Here's to seeing lots more photos/ comments 


__
https://flic.kr/p/EYTCFK


----------



## Guest (Mar 17, 2016)

i intend joining this club after seeing yours, had loads of them and loved them but now out to pastures new :sadwalk:


----------



## graham1981 (Jan 1, 2016)

Bruce said:


> i intend joining this club after seeing yours, had loads of them and loved them but now out to pastures new :sadwalk:


 Definitely pleased with mine. They were an un-known to me before joining here so I couldn't justify buying one from an online retailer as I just didn't know what I was going to be getting, but after seeing this one on here at an absolute bargain I knew I could trust the seller so I took the plunge, so glad I did. May even buy some more in the future!


----------



## Davey P (Sep 9, 2010)

Just the one Invicta in my collection, and it was free - Generously donated to me by RWP a couple of months ago:










It is MASSIVE, but that is right up my street so I don't mind at all, and I love it :thumbsup:


----------



## Guest (Mar 17, 2016)

graham1981 said:


> Definitely pleased with mine. They were an un-known to me before joining here so I couldn't justify buying one from an online retailer as I just didn't know what I was going to be getting, but after seeing this one on here at an absolute bargain I knew I could trust the seller so I took the plunge, so glad I did. May even buy some more in the future!


 they do get a bad press and the do sell some rubbish.

imagine if you went to buy a watch of that standard 20 years ago, what would it cost you regardless of the brand? i would imagine it would be a great deal of money, in real terms a lot more than you just paid


----------



## graham1981 (Jan 1, 2016)

Bruce said:


> they do get a bad press and the do sell some rubbish.
> 
> imagine if you went to buy a watch of that standard 20 years ago, what would it cost you regardless of the brand? i would imagine it would be a great deal of money, in real terms a lot more than you just paid


 I'm surprised at how sturdy it feels, it's got some weight to it and doesn't feel flimsy in any way.
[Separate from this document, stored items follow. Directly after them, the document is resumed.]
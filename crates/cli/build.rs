// SPDX-License-Identifier: MIT
// Copyright (c) 2026 Alfred Jean LLC

use std::io::Write;

fn main() -> Result<(), Box<dyn std::error::Error>> {
    let out_dir = std::env::var("OUT_DIR")?;
    let path = std::path::Path::new(&out_dir).join("env_vars.rs");
    let mut f = std::fs::File::create(path)?;

    let vars = [
        ("BLOODLINE_DIR", "BLOODLINE_DIR"),
        ("BLOODLINE_SERVER_URL", "BLOODLINE_SERVER_URL"),
        ("RUST_LOG", "RUST_LOG"),
    ];

    for (const_name, env_name) in &vars {
        writeln!(f, "pub const {const_name}: &str = \"{env_name}\";")?;
    }

    Ok(())
}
The bezel has a definite click to it, the bracelet looks and feels solid and it sits well on the wrist, what more could I ask? 



Davey P said:


> Just the one Invicta in my collection, and it was free - Generously donated to me by RWP a couple of months ago:
> 
> 
> 
> ...


 Looks good :thumbsup: I've noticed looking at the Invicta Europe website they do a fair range of different styles, and they are affordable, may have to start up a collection !


----------



## Guest (Mar 17, 2016)

this is the one i had and is a step up from the normal invicta divers, as good as it get IMO and i regretted getting rid of it within seconds, been trying to find another since


----------



## jsud2002 (Nov 7, 2015)

I only have the one Invicta and only got that last week thanks to Bruce . I like it is comfy to wear has some weight to it but is not heavy (hope that makes sense)


----------



## graham1981 (Jan 1, 2016)

jsud2002 said:


> I like it is comfy to wear has some weight to it but is not heavy (hope that makes sense)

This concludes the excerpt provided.